LafargeHolcim is set to be the world's leading player in cement, concrete and aggregates once the tie-up is completed in the first half of next year.
France's Lafarge, which entered the UK market in 1987 before acquiring Redland in 1997 and Blue Circle in 2001, recently merged its UK operations with those of Anglo American to create LafargeTarmac, a business employing 5,500 staff at 300 sites. Holcim owns Aggregate Industries in the UK.
With the deal set to receive close scrutiny from regulators, the companies plan to offload assets generating between 10% and 15% of their global earnings.

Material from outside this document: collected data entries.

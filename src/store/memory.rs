//! Thread-safe in-memory [`TokenStore`] for tests and demos.

// self
use crate::{
	_prelude::*,
	store::{StoreFuture, TokenFile, TokenStore},
};

/// Keeps the most recently saved token file in process memory.
#[derive(Clone, Debug, Default)]
pub struct MemoryStore(Arc<RwLock<Option<TokenFile>>>);
impl MemoryStore {
	/// Creates a store pre-seeded with `file`.
	pub fn with_file(file: TokenFile) -> Self {
		Self(Arc::new(RwLock::new(Some(file))))
	}

	/// Copy of the stored file.
	pub fn snapshot(&self) -> Option<TokenFile> {
		self.0.read().clone()
	}
}
impl TokenStore for MemoryStore {
	fn save<'a>(&'a self, file: &'a TokenFile) -> StoreFuture<'a, ()> {
		let slot = self.0.clone();
		let file = file.clone();

		Box::pin(async move {
			*slot.write() = Some(file);

			Ok(())
		})
	}

	fn load(&self) -> StoreFuture<'_, Option<TokenFile>> {
		let slot = self.0.clone();

		Box::pin(async move { Ok(slot.read().clone()) })
	}
}
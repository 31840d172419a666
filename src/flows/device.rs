//! Proof-of-possession device token (XAD).

// self
use crate::{
	_prelude::*,
	auth::{DeviceId, DeviceToken, XboxToken},
	error::ConfigError,
	ext::RequestSignerExt,
	flows::{
		AuthenticationManager,
		common::{self, CONTRACT_VERSION, XboxAuthRequest},
		sisu::CORRELATION_HEADER,
	},
	http::AuthHttpClient,
	oauth::TransportErrorMapper,
	obs::{self, FlowKind, FlowOutcome, FlowSpan},
	provider::AuthStage,
	signing::ProofKey,
};

#[derive(Debug, Serialize)]
#[serde(rename_all = "PascalCase")]
struct DeviceTokenProperties<'a> {
	auth_method: &'a str,
	id: String,
	device_type: &'a str,
	version: &'a str,
	proof_key: ProofKey,
}

impl<C, M> AuthenticationManager<C, M>
where
	C: ?Sized + AuthHttpClient,
	M: ?Sized + TransportErrorMapper<C::TransportError>,
{
	/// Requests a device token for `device_id`, proving possession of the signer's key.
	///
	/// The request carries the signer's public key as `ProofKey` and is always signed. Fails
	/// with [`ConfigError::MissingSigner`] when no signer is attached.
	pub async fn request_device_token(&self, device_id: &DeviceId) -> Result<Arc<DeviceToken>> {
		const KIND: FlowKind = FlowKind::DeviceToken;

		let span = FlowSpan::new(KIND, "request_device_token");

		obs::record_flow_outcome(KIND, FlowOutcome::Attempt);

		let result = span
			.instrument(async move {
				let signer = self.signer().cloned().ok_or(ConfigError::MissingSigner)?;
				let profile = &self.descriptor.device_profile;
				let properties = DeviceTokenProperties {
					auth_method: "ProofOfPossession",
					id: device_id.format_for(&profile.device_type),
					device_type: &profile.device_type,
					version: &profile.version,
					proof_key: signer.proof_field(),
				};
				let body = XboxAuthRequest::jwt(&self.descriptor.relying_parties.device, properties);
				let cv = self.correlation_vector().value();
				let request = common::json_request(
					&self.descriptor.endpoints.device_authenticate,
					&body,
					&[CONTRACT_VERSION, (CORRELATION_HEADER, cv.as_str())],
				)?;
				let request = signer.sign_request(request)?;
				let response =
					self.exchange().send_checked(AuthStage::DeviceToken, request).await?;
				let token = Arc::new(DeviceToken(common::parse_json::<XboxToken>(
					AuthStage::DeviceToken,
					&response,
				)?));

				self.update_chain(|chain| chain.device = Some(token.clone()));

				Ok(token)
			})
			.await;

		match &result {
			Ok(_) => obs::record_flow_outcome(KIND, FlowOutcome::Success),
			Err(_) => obs::record_flow_outcome(KIND, FlowOutcome::Failure),
		}

		result
	}
}
#![allow(dead_code)]

// std
use std::sync::Arc;
// crates.io
use httpmock::prelude::*;
use serde_json::json;
use time::{Duration, OffsetDateTime, format_description::well_known::Rfc3339};
// self
use xbl_auth::{
	flows::ReqwestAuthenticationManager,
	provider::{XboxLiveDescriptor, XboxLiveStrategy},
	signing::RequestSigner,
	url::Url,
};

pub const CLIENT_ID: &str = "0000000048093EE3";
pub const REDIRECT_URI: &str = "https://login.live.com/oauth20_desktop.srf";
pub const USERHASH: &str = "abcdefg";
pub const TEST_SIGNING_KEY: &str = include_str!("../data/test_signing_key.pem");

pub fn descriptor(server: &MockServer) -> XboxLiveDescriptor {
	let base = Url::parse(&server.base_url()).expect("Mock server URL should parse.");

	XboxLiveDescriptor::builder()
		.base_url(&base)
		.expect("Descriptor endpoints should rebase onto the mock server.")
		.build()
		.expect("Descriptor should build for the mock server.")
}

pub fn manager(server: &MockServer) -> ReqwestAuthenticationManager {
	ReqwestAuthenticationManager::new(
		descriptor(server),
		Arc::new(XboxLiveStrategy),
		CLIENT_ID,
		Url::parse(REDIRECT_URI).expect("Redirect URI fixture should parse."),
	)
	.expect("Manager should build with the default transport.")
}

pub fn test_signer() -> RequestSigner {
	RequestSigner::from_pem(TEST_SIGNING_KEY).expect("Test signing key should load.")
}

pub fn oauth_body(access: &str, refresh: &str, expires_in: i64) -> String {
	json!({
		"token_type": "bearer",
		"expires_in": expires_in,
		"access_token": access,
		"refresh_token": refresh,
		"user_id": "a1b2c3d4e5f6",
	})
	.to_string()
}

/// Xbox token response issued now and expiring after `lifetime`.
pub fn xbox_token_body(token: &str, lifetime: Duration) -> String {
	xbox_token_body_at(token, OffsetDateTime::now_utc(), lifetime)
}

pub fn xbox_token_body_at(token: &str, issued: OffsetDateTime, lifetime: Duration) -> String {
	let format = |instant: OffsetDateTime| {
		instant.format(&Rfc3339).expect("Fixture instant should format as RFC 3339.")
	};

	json!({
		"IssueInstant": format(issued),
		"NotAfter": format(issued + lifetime),
		"Token": token,
		"DisplayClaims": {
			"xui": [{
				"uhs": USERHASH,
				"xid": "2669321029139235",
				"gtg": "e",
				"agg": "Adult",
			}]
		}
	})
	.to_string()
}
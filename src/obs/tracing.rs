// self
use crate::{_prelude::*, obs::FlowKind};

/// Future returned by [`FlowSpan::instrument`].
#[cfg(feature = "tracing")]
pub type InstrumentedFlow<F> = tracing::instrument::Instrumented<F>;
/// Future returned by [`FlowSpan::instrument`].
#[cfg(not(feature = "tracing"))]
pub type InstrumentedFlow<F> = F;

/// `xbl_auth.flow` span around one public operation.
#[derive(Clone, Debug)]
pub struct FlowSpan {
	#[cfg(feature = "tracing")]
	span: tracing::Span,
}
impl FlowSpan {
	/// Opens a span tagged with the flow kind and the stage it starts in.
	pub fn new(kind: FlowKind, stage: &'static str) -> Self {
		#[cfg(feature = "tracing")]
		{
			let span = tracing::info_span!("xbl_auth.flow", flow = kind.as_str(), stage);

			Self { span }
		}
		#[cfg(not(feature = "tracing"))]
		{
			let _ = (kind, stage);

			Self {}
		}
	}

	/// Runs `fut` inside the span.
	pub fn instrument<Fut>(&self, fut: Fut) -> InstrumentedFlow<Fut>
	where
		Fut: Future,
	{
		#[cfg(feature = "tracing")]
		{
			use tracing::Instrument;

			fut.instrument(self.span.clone())
		}
		#[cfg(not(feature = "tracing"))]
		{
			fut
		}
	}
}

#[cfg(test)]
mod tests {
	// self
	use super::*;

	#[tokio::test]
	async fn span_passes_output_through() {
		let span = FlowSpan::new(FlowKind::DeviceToken, "span_passes_output_through");
		let value = span.instrument(async { 7_u8 }).await;

		crate::obs::log_debug!("device token span yielded {value}");

		assert_eq!(value, 7);
	}
}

No country will account for more than 10% of combined revenues.
The tie-up has been presented as a merger of equals, with the new board featuring equal numbers of Lafarge and Holcim directors.
France's Lafarge employs 64,000 people and generated sales of 15.2 billion euros (£12.6 billion) in 2013, while Zurich-based Holcim achieved sales of 19.7 billion Swiss francs (£13.3 billion).
A two-year investigation by the Competition Commission recently found that the way the UK cement market is set up aids coordination between its three major players, including LafargeTarmac.
The company was told to sell a plant in Derbyshire or Staffordshire and offload accompanying ready-mix concrete plants in order to facilitate the creation of the new producer in the UK.
Cantor Fitzgerald analyst Ian Osburn said anti-trust issues were likely to require divestments worth up to 4 billion euros (£3.3 billion) in several global markets, including UK aggregates. Potential industrial buyers are likely to include the Dublin-based building materials firm CRH.
Christian Stadler, an associate professor at Warwick Business School, has researched Lafarge as part of a 10-year study into long living companies.
Dr Stadler said there were many examples of mega-mergers destroying value rather than enhancing it.
He added: " A prime example comes from the car industry when Daimler and Chrysler merged, both companies lost billions of pounds before they agreed to part again.
"When BP merged with Amoco in 1998 they had many problems in terms of increased complexity and duplications, it certainly affected BP's performance for a long time.
"Lafarge merging with Holcim makes a lot of sense in terms of increasing scale, because cost is a big problem in that industry. It will also increase global reach, but neither have done a mega merger before and the challenges can be tremendous when it comes to implementation.
"It is the processes, the small details that you can't put on paper, and the clash of cultures."